André-François RUAUD, Neil GAIMAN, Aleister D'HUROW, Andrew HEDGECOCK, Paul WITCOVER, Molly BROWN, Kim NEWMAN, Thomas DAY
LE BÉLIAL'
172pp - 10,52 €
Critique parue en avril 1999 dans Bifrost n° 13
Yellow Submarine était le plus ancien fanzine de science-fiction francophone. Était car, depuis son entrée dans la ligne éditoriale de la collection « Bifrost/Etoiles Vives », ce support jusqu'ici amateur a désormais tout d'une production professionnelle à part entière. De ce Yellow « nouvelle formule », outre les aspects purement techniques liés à une impression de grande échelle (couverture quadri, meilleure lisibilité, etc.), on retiendra un rythme de parution désormais semestriel et le choix éditorial du dossier, chaque numéro étant en effet dorénavant entièrement consacré à un thème particulier : Londres, en l'occurrence, pour 1a présente livraison (après un Dossier Fantasy pour le numéro 127).
André-François Ruaud, le « capitaine » du Yellow Submarine, a donc décidé de nous ouvrir grandes les portes de cette machine à rêver qu'est la capitale anglaise. Un pari aussi original qu'osé, on en conviendra d'emblée, le bouquin s'ouvre par un « Guide de shopping à l'usage du fan de SF ». Une ouverture à la manière d'un coup de maître si cette trentaine de pages ne parvient pas à vous faire sauter dans le premier train en partance pour Londres, c'est peine perdue. Car l'essentiel est là : adresses des meilleures librairies spécialisées, plans pas chers et sympas pour le gîte et le couvert, balades typiques, trucs pour vous faciliter la vie dans les transports en communs, etc., le tout abondamment saupoudré d'anecdotes et de remarques croustillantes. Y a pas, ça met l'eau à la bouche, et fait immédiatement de ce bouquin un indispensable pour tout voyageur bibliophile en quête de trésors !

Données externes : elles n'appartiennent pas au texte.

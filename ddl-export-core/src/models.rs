//! Data structures shared by the catalog client, the exporter and the writer.

use crate::error::ExportError;
use chrono::{DateTime, Utc};
use serde::{Deserialize, Serialize};
use std::path::PathBuf;

/// A table as listed from the catalog.
#[derive(Debug, Clone, PartialEq, Eq, Hash, Serialize, Deserialize)]
pub struct TableRef {
    pub name: String,
    pub owner: String,
}

impl TableRef {
    pub fn new(owner: impl Into<String>, name: impl Into<String>) -> Self {
        Self {
            name: name.into(),
            owner: owner.into(),
        }
    }

    /// Qualified name as written in DDL and in the summary (`OWNER.NAME`)
    pub fn qualified_name(&self) -> String {
        format!("{}.{}", self.owner, self.name)
    }
}

impl std::fmt::Display for TableRef {
    fn fmt(&self, f: &mut std::fmt::Formatter<'_>) -> std::fmt::Result {
        write!(f, "{}.{}", self.owner, self.name)
    }
}

/// One row of column metadata as the catalog reports it.
#[derive(Debug, Clone, PartialEq, Eq, Default)]
pub struct ColumnRecord {
    pub name: String,
    pub data_type: String,
    pub data_length: Option<i64>,
    pub data_precision: Option<i64>,
    pub data_scale: Option<i64>,
    /// Single-character nullability flag, `N` for NOT NULL
    pub nullable: String,
    pub data_default: Option<String>,
}

/// A column definition ready for DDL synthesis.
#[derive(Debug, Clone, PartialEq, Eq)]
pub struct ColumnDef {
    pub name: String,
    /// Type with its length/precision suffix, e.g. `VARCHAR2(50)`
    pub type_name: String,
    pub nullable: bool,
    pub default_value: Option<String>,
}

/// Outcome of exporting a single table.
#[derive(Debug)]
pub struct ExportResult {
    pub table: TableRef,
    /// Path of the written file, or the error that stopped this table
    pub outcome: Result<PathBuf, ExportError>,
}

impl ExportResult {
    pub const fn success(table: TableRef, path: PathBuf) -> Self {
        Self {
            table,
            outcome: Ok(path),
        }
    }

    pub const fn failure(table: TableRef, error: ExportError) -> Self {
        Self {
            table,
            outcome: Err(error),
        }
    }

    pub const fn is_success(&self) -> bool {
        self.outcome.is_ok()
    }

    pub fn error(&self) -> Option<&ExportError> {
        self.outcome.as_ref().err()
    }
}

/// Aggregate counts for one run.
#[derive(Debug, Clone, PartialEq, Eq, Serialize)]
pub struct ExportRun {
    pub total_tables: usize,
    pub success_count: usize,
    /// Failed tables in the order they were attempted
    pub failed: Vec<TableRef>,
    pub exported_at: DateTime<Utc>,
}

impl ExportRun {
    /// Starts a run for the given number of listed tables.
    pub fn new(total_tables: usize) -> Self {
        Self {
            total_tables,
            success_count: 0,
            failed: Vec::new(),
            exported_at: Utc::now(),
        }
    }

    /// Counts one table outcome.
    pub fn record(&mut self, result: &ExportResult) {
        if result.is_success() {
            self.success_count = self.success_count.saturating_add(1);
        } else {
            self.failed.push(result.table.clone());
        }
    }

    pub fn failed_count(&self) -> usize {
        self.failed.len()
    }

    /// Whether every listed table has been accounted for.
    pub fn is_complete(&self) -> bool {
        self.success_count.saturating_add(self.failed.len()) == self.total_tables
    }
}

/// Everything the exporter hands back to its caller.
#[derive(Debug)]
pub struct ExportReport {
    pub run: ExportRun,
    pub results: Vec<ExportResult>,
}

impl ExportReport {
    /// Per-table failures with their errors, in attempt order.
    pub fn failures(&self) -> impl Iterator<Item = (&TableRef, &ExportError)> {
        self.results
            .iter()
            .filter_map(|result| result.error().map(|error| (&result.table, error)))
    }
}
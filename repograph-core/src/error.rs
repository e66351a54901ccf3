//! Error types for repograph-core.
//!
//! Every variant names the file it concerns so a failed run can be traced
//! back to the offending input without re-running with extra logging.

use std::path::PathBuf;
use thiserror::Error;

use crate::owner::OwnerError;

/// Result type alias for repograph-core operations.
pub type Result<T> = std::result::Result<T, GraphError>;

/// Errors that can occur while discovering, extracting or writing graph data.
#[derive(Error, Debug)]
pub enum GraphError {
    /// The input path exists but is not a directory.
    #[error("Input path is not a directory: {}", path.display())]
    NotADirectory {
        /// Path that was given as the input directory.
        path: PathBuf,
    },

    /// Walking the input directory failed.
    #[error("Failed to scan {}: {message}", path.display())]
    Scan {
        /// Directory being scanned.
        path: PathBuf,
        /// Description of the walker error.
        message: String,
    },

    /// A source file could not be opened or parsed as CSV.
    #[error("Failed to read {}: {source}", path.display())]
    InputRead {
        /// Source file.
        path: PathBuf,
        /// Underlying CSV error.
        #[source]
        source: csv::Error,
    },

    /// A source file lacks one of the required columns.
    #[error("In {} file: missing required column `{column}`", path.display())]
    MissingColumn {
        /// Source file.
        path: PathBuf,
        /// Name of the missing column.
        column: &'static str,
    },

    /// A required cell is empty.
    #[error("In {} file: empty `{column}` value on line {line}", path.display())]
    EmptyValue {
        /// Source file.
        path: PathBuf,
        /// Column holding the empty cell.
        column: &'static str,
        /// 1-based line number in the source file.
        line: u64,
    },

    /// A `repo_name` value cannot be split into owner and name.
    ///
    /// Deliberately does not carry the offending value, only the rule.
    #[error("In {} file: {reason}", path.display())]
    SchemaViolation {
        /// Source file.
        path: PathBuf,
        /// Which ownership rule was violated.
        reason: OwnerError,
    },

    /// Filesystem error while preparing or persisting output.
    #[error("I/O error on {}: {source}", path.display())]
    Io {
        /// File or directory involved.
        path: PathBuf,
        /// Underlying I/O error.
        #[source]
        source: std::io::Error,
    },

    /// Serializing an output table failed.
    #[error("Failed to write {}: {source}", path.display())]
    Write {
        /// Output table being written.
        path: PathBuf,
        /// Underlying CSV error.
        #[source]
        source: csv::Error,
    },
}

impl GraphError {
    pub(crate) fn io(path: impl Into<PathBuf>, source: std::io::Error) -> Self {
        GraphError::Io {
            path: path.into(),
            source,
        }
    }
}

Présenter Londres en 170 pages et, surtout, l'esprit londonien qui fait la particularité de cette cité unique, relève de la gageure. On imagine qu'il a fallu aux auteurs faire des choix pour le moins cornéliens. Au final, pourtant, la sélection proposée s'avère suffisamment éclectique et offre un panorama convaincant. De ces choix, outre le petit guide évoqué ci-avant, on retiendra particulièrement le papier de Neil Gaiman, qui nous raconte une de ses nuits passée en quête d'aventures dans le quartier de West End ; « Chapeau melon et uchronie », amusant article sur le genre steampunk par Aleister d'Hurow ; la critique/étude de Paul Witcover sur Mother London, roman phare et pourtant inédit en France de Michael Moorcock ; le remarquable entretien de Ian Sinclair, artiste par chez nous méconnu mais très représentatif de ce fameux esprit londonien. Le présent dossier s'achève par deux nouvelles, l'une, assez anecdotique de Kim Newman (une uchronie où Londres, inlassablement, continue de vivre le Blitz), l'autre, de Thomas Day, intitulée « Une Forêt de cendres », réédition d'une œuvre de jeunesse (s'il est possible de parler ainsi d'un auteur de 27 ans !) passablement réécrite. Un texte non exempt de certains excès propres aux auteurs en devenir mais déjà porteur d'une réelle force visuelle et thématique.
Ce Londres, ville de l'imaginaire est un ovni éditorial, une production surprenante. Si vous vous êtes toujours demandé pourquoi la capitale anglaise était le berceau de tant de talents, le cadre de tant de romans fantastiques, si vous avez toujours rêvé de faire une petite excursion sur les traces de vos auteurs préférés, n'hésitez pas : achetez ce livre.